Email: isacson@ciponline.org
Ana Maria Velasquez
Paper title: Peace Education in Colombia
Ana Maria Velásquez is a psychologist with a Masters in Education from the Universidad de los Andes in Bogotá, Colombia. She is the former Director of the Program on Emotional Intelligence at the Fundación Asesorias Pedagógicas (The Foundation for Pedagogical Assistance) is a co-author (with Enrique Chaux, Ph.D. Harvard School of Public Health) of Competencias Ciudadanas: de los Estandares al Aula. She is a participant in a project on mediating school violence and another developing a curriculum to promote co-existence and aggression prevention in Colombian schools.
Catalina Rojas
Paper Title: Women's Initiatives for Peace in Colombia
Catalina Rojas is a Colombian Political Scientist and doctoral candidate at the Institute for Conflict Analysis and Resolution at George Mason University in Fairfax, Virginia. She has written extensively on women and the peace process and on displaced persons in Colombia.
Email: crojas@gmu.edu
Panel II: International Peace Initiatives
Arturo Carrillo
Paper Title: Peace, Justice, Reparations, and the Relationship to Peace Processes in Colombia
Arturo Carrillo is Associate Professor of Clinical Law at The George Washington University Law School and is the senior advisor on Human Rights Policy to the U.S. Agency on International Development (USAID) in Colombia. He holds a J.D. from George Washington University and an LL.M. degree from Columbia University. He is past Henkin Senior Fellow of the Colombia Human Rights Institute; was a legal adviser and human rights monitor in the Human Rights Division of the United Nations Observer Mission to El Salvador (ONUSAL) from 1991-1994; and worked as the attorney for United Nations Affairs of the Colombian Jurists in Bogotá from 1994-1998.

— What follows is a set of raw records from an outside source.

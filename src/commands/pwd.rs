// src/commands/pwd.rs
use async_trait::async_trait;

use crate::commands::{Command, CommandContext, CommandResult};

pub struct PwdCommand;

#[async_trait]
impl Command for PwdCommand {
    fn name(&self) -> &'static str {
        "pwd"
    }

    async fn execute(&self, ctx: CommandContext) -> CommandResult {
        CommandResult::success(ctx.cwd)
    }
}

#[cfg(test)]
mod tests {
    use super::*;
    use crate::commands::types::test_support::seeded_ctx;

    #[tokio::test]
    async fn test_pwd_prints_cursor() {
        let result = PwdCommand.execute(seeded_ctx(vec![])).await;
        assert_eq!(result.stdout, "/home/user");
        assert_eq!(result.exit_code, 0);
    }
}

Email: acarrillo@law.gwu.edu
James Jones
Paper Title: U.S. Policy and Peace in Colombia: Lost in a Tangle of Wars
James C. Jones is a Latin America area specialist with a Ph.D. in Social Anthropology and an M.S. in Economics. Since the mid-1970s, he has worked or conducted research in 15 countries of the region, and has consulted on international development issues in the areas of education, the environment, health, agriculture, and rural development. From 1997 to 1999, he served as Latin America Regional Advisor in Alternative Development to United Nations International Drug Control Program. In that capacity, he worked closely with small farmers who were growing coca and opium poppy in Colombia, Peru, and Bolivia as well as with national agencies using rural development for drug control. In 2000, he received a grant from the John D. and Catherine T. MacArthur Foundation to research the impact of U.S. policy on the armed conflict and drug control in Colombia and is preparing a book based on this research. He recently completed a Latin America regional report and a major global report for UN Office on Drugs and Crime to assess the use of Alternative Development (or "Sustainable Livelihoods") as a drug-control tool. Mr. Jones has served as an adjunct faculty member at George Washington University's Elliott School. He is a U.S. citizen.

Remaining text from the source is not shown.